In 2002, with ’N Sync (plus Britney, Aerosmith, Mary J. Blige, and, for good measure, Nelly), Justin Timberlake played nice. Two years later, he showed the known universe, and possibly beyond, a pretty good view of Janet Jackson’s right boob. Since then, the NFL has gone staunchly, proudly — and most importantly, effectively — conservative. Your next six Super Bowl performers: McCartney, the Stones, Prince, Petty, Bruce, and the Who, as sterling a run of unimpeachable legacy acts as could be imagined. 2011: a questionable toe dip into modernity, with the Black Eyed Peas. 2012: back to the unimpeachable, with Madonna. 2013: Beyoncé — yes, as relevant as ever, but also already canonized. And, announced over the weekend, 2014: Bruno Mars. Fuckin’ Bruno Mars.
At first glance, it’s a bit confounding: Has that impish fellow, with those preternatural mimicry chops, really cracked the rarefied air of our Super Bowl halftime? Look at it practically, though, and it starts to make sense quickly. Simply: We ran out of old people. Guns N’ Roses probably isn’t getting that call. AC/DC definitely isn’t (even though the former could really be something, and the latter would, indubitably, shred). As much as we scream and stomp our feet, Led Zeppelin’s still not reuniting. The Eagles fit the bill; maybe later on? From the less wizened: Coldplay? Mumford & Sons? Probably inevitable, too. But the Super Bowl halftime show is supposed to be an exuberant bout of technicolor mania. And looking at your options like that, all of a sudden Mr. Mars gets a whole lot more palatable.
Because, of course, the halftime show’s also supposed to be a carefully controlled exuberant bout of technicolor mania. And if there’s one thing that defines Bruno Mars, it’s professionalism. A slick, sterile, soulless professionalism. Reviewing his first album, Doo-Wop & Hooligans, New York Magazine’s Nitsuh Abebe, quite subtly, nailed Bruno to the wall:
He grew up singing in a family band and impersonating Elvis, and graduated from there to impressing girls at school, something he mentions a decent amount. In one interview he explained the puppy-eyed quality to his songs by saying, “I blame that on me singing to girls back in high school.” In another, explaining the trouble he had breaking into the music business, he circled back to it: “I was always like, girls like me in school” … On one hand, he takes entertaining young pop fans — making the emotional connections others might find corny — seriously. On the other, it also feels like he’s just trying to charm you. Like he’s running game. Like he’s just being cute enough to impress some girls at lunch. Like he’s the child singer who knows a few adorable moves will make the world open up and say awww.

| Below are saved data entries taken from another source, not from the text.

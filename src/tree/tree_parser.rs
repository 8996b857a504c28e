use std::fmt;

use anyhow::bail;
use log::info;
use pest::{error::Error as PestError, error::ErrorVariant, iterators::Pair, Parser};
use pest_derive::Parser;

use crate::tree::{
    Node,
    NodeIdx::{self, Internal as Int, Leaf},
    Tree,
};
use crate::Result;

#[derive(Parser)]
#[grammar = "./tree/newick.pest"]
pub struct NewickParser;

#[derive(Debug)]
pub(crate) struct ParsingError(pub(crate) Box<PestError<Rule>>);

impl fmt::Display for ParsingError {
    fn fmt(&self, f: &mut fmt::Formatter<'_>) -> fmt::Result {
        writeln!(f, "Malformed newick string")?;
        write!(f, "{}", self.0)
    }
}

impl std::error::Error for ParsingError {}

type ParseResult<T> = std::result::Result<T, Box<PestError<Rule>>>;

/// Parses one or more `;`-terminated newick trees.
///
/// Node heights are derived from the branch lengths, the node furthest away
/// from the root gets height zero. Multifurcations are kept as polytomies.
/// Nodes are numbered in preorder.
///
/// # Example
/// ```
/// use skygrid::tree::{from_newick, Genealogy};
/// let trees = from_newick("((A:1.0,B:1.0):0.5,C:1.5);").unwrap();
/// assert_eq!(trees.len(), 1);
/// assert_eq!(trees[0].leaf_count(), 3);
/// assert_eq!(trees[0].root_height(), 1.5);
/// ```
pub fn from_newick(newick_string: &str) -> Result<Vec<Tree>> {
    info!("Parsing newick trees.");
    let newick = match NewickParser::parse(Rule::newick, newick_string) {
        Ok(mut pairs) => pairs.next(),
        Err(e) => bail!(ParsingError(Box::new(e))),
    };
    let mut trees = Vec::new();
    // trees are followed by EOI, which has no inner rule
    for rooted in newick
        .into_iter()
        .flat_map(|rule| rule.into_inner())
        .filter_map(|tree| tree.into_inner().next())
    {
        match GenealogyReader::read(rooted) {
            Ok(tree) => trees.push(tree),
            Err(e) => bail!(ParsingError(e)),
        }
    }
    info!("Finished parsing {} newick tree(s) successfully.", trees.len());
    Ok(trees)
}

/// Collects the nodes of one tree while walking its parse tree.
struct GenealogyReader {
    nodes: Vec<Node>,
}

impl GenealogyReader {
    fn read(rooted: Pair<Rule>) -> ParseResult<Tree> {
        let mut reader = Self { nodes: Vec::new() };
        let mut root = Leaf(0);
        for node in rooted.into_inner() {
            root = reader.read_node(node, None)?;
        }
        let mut tree = Tree::from_nodes(root, reader.nodes);
        tree.compute_heights();
        Ok(tree)
    }

    fn read_node(&mut self, rule: Pair<Rule>, parent: Option<NodeIdx>) -> ParseResult<NodeIdx> {
        let pos = self.nodes.len();
        let idx = match rule.as_rule() {
            Rule::leaf => Leaf(pos),
            _ => Int(pos),
        };
        let mut node = Node::new(idx, "");
        node.parent = parent;
        self.nodes.push(node);

        let mut children = Vec::new();
        for inner in rule.into_inner() {
            match inner.as_rule() {
                Rule::label => self.nodes[pos].id = inner.as_str().to_string(),
                Rule::branch_length => self.nodes[pos].blen = branch_length(inner)?,
                Rule::internal | Rule::leaf => children.push(self.read_node(inner, Some(idx))?),
                _ => unreachable!(),
            }
        }
        self.nodes[pos].children = children;
        Ok(idx)
    }
}

fn branch_length(rule: Pair<Rule>) -> ParseResult<f64> {
    let span = rule.as_span();
    let value = rule.as_str().trim_start_matches(':').trim();
    let custom_error = |message: String| {
        Box::new(PestError::new_from_span(
            ErrorVariant::CustomError { message },
            span,
        ))
    };
    match value.parse::<f64>() {
        Ok(blen) if blen >= 0.0 => Ok(blen),
        Ok(blen) => Err(custom_error(format!("Negative branch length {}", blen))),
        Err(e) => Err(custom_error(format!("Invalid branch length {}: {}", value, e))),
    }
}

Imagining this man in a meeting with the NFL money people, I see an all-encompassing hurricane of impeccable glad-handing and the glinting promise of a rare, beautiful unicorn: a pop star who’ll do what he’s told. Surveying the field before this weekend’s announcement, I’d have bet good money that Bruno Mars was a few years away from attaining Super Bowl status (say what you will about the Black Eyed Peas, but they earned that spot, one cloying, crushing single at a time). In the post-Nipplegate era, though, we can’t overlook how coveted a commodity simple reliability is.
So here’s where we’re at: There is little chance that Bruno Mars, consummate professional, will turn in anything more than steely-eyed competence at the Super Bowl. There is also no doubt that Bruno Mars, consummate professional, will expend every last ounce of brain matter to make his Super Bowl gig something more than that. And so maybe, somehow — leaping offstage, arms outstretched to the heavens, and dissolving, midair, into 10,000 fluttering butterflies? Showing us his right boob? — he’ll just go ahead and pull it off.